*PROVIDED DATA:*
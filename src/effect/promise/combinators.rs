//! Aggregation of several promises into one.

use std::mem;
use std::sync::Arc;

use parking_lot::Mutex;

use crate::error::{Error, MonadError};

use super::{Completion, Outcome, Promise};

struct Gathered<T> {
    values: Vec<Option<T>>,
    remaining: usize,
}

impl<T> Promise<T>
where
    T: Clone + Send + Sync + 'static,
{
    /// Resolves with every value, in input order, once all constituents resolve.
    ///
    /// The first constituent observed to fail (or to be cancelled) fails the
    /// aggregate. The remaining constituents keep running; their results are
    /// discarded.
    ///
    /// ```rust
    /// use monadic::effect::Promise;
    ///
    /// let all = Promise::of_all(vec![
    ///     Promise::spawn(|| Ok::<_, std::io::Error>(1)),
    ///     Promise::of(2),
    ///     Promise::spawn(|| Ok::<_, std::io::Error>(3)),
    /// ]);
    /// assert_eq!(all.or_fail().ok(), Some(vec![1, 2, 3]));
    /// ```
    pub fn of_all<I>(promises: I) -> Promise<Vec<T>>
    where
        I: IntoIterator<Item = Self>,
    {
        let promises: Vec<Self> = promises.into_iter().collect();
        if promises.is_empty() {
            return Promise::of(Vec::new());
        }

        let completion = Arc::new(Completion::new());
        let gathered = Arc::new(Mutex::new(Gathered {
            values: vec![None; promises.len()],
            remaining: promises.len(),
        }));

        for (index, promise) in promises.iter().enumerate() {
            let sink = Arc::clone(&completion);
            let gathered = Arc::clone(&gathered);
            promise.observe(Box::new(move |outcome: &Outcome<T>| match outcome {
                Outcome::Resolved(value) => {
                    let mut gathered = gathered.lock();
                    if let Some(slot) = gathered.values.get_mut(index) {
                        *slot = Some(value.clone());
                    }
                    gathered.remaining -= 1;
                    if gathered.remaining == 0 {
                        let values =
                            mem::take(&mut gathered.values).into_iter().flatten().collect();
                        drop(gathered);
                        sink.settle(Outcome::Resolved(values));
                    }
                }
                Outcome::Failed(error) => {
                    sink.settle(Outcome::Failed(error.clone()));
                }
                Outcome::Cancelled => {
                    sink.settle(Outcome::Failed(Error::cancelled()));
                }
            }));
        }
        Promise::pending(completion)
    }

    /// Settles like whichever constituent settles first.
    ///
    /// The winner's outcome is forwarded unchanged, cancellation included.
    ///
    /// # Errors
    ///
    /// Returns [`MonadError::NoPromises`] when `promises` is empty.
    ///
    /// ```rust
    /// use monadic::effect::Promise;
    /// use std::time::Duration;
    ///
    /// let slow = Promise::spawn(|| {
    ///     std::thread::sleep(Duration::from_millis(200));
    ///     Ok::<_, std::io::Error>("slow")
    /// });
    /// let first = Promise::of_any(vec![slow, Promise::of("fast")]).unwrap();
    /// assert_eq!(first.or_fail().ok(), Some("fast"));
    ///
    /// assert!(Promise::<i32>::of_any(Vec::new()).is_err());
    /// ```
    pub fn of_any<I>(promises: I) -> Result<Self, Error>
    where
        I: IntoIterator<Item = Self>,
    {
        let promises: Vec<Self> = promises.into_iter().collect();
        if promises.is_empty() {
            return Err(Error::from(MonadError::NoPromises));
        }

        let completion = Arc::new(Completion::new());
        for promise in &promises {
            let sink = Arc::clone(&completion);
            promise.observe(Box::new(move |outcome: &Outcome<T>| {
                sink.settle(outcome.clone());
            }));
        }
        Ok(Self::pending(completion))
    }
}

*EXERCISE OBJECTIVE:* Copy each line of the preceding material that contains "slot".

*EXERCISE RESPONSE:*
                    if let Some(slot) = gathered.values.get_mut(index) {
                        *slot = Some(value.clone());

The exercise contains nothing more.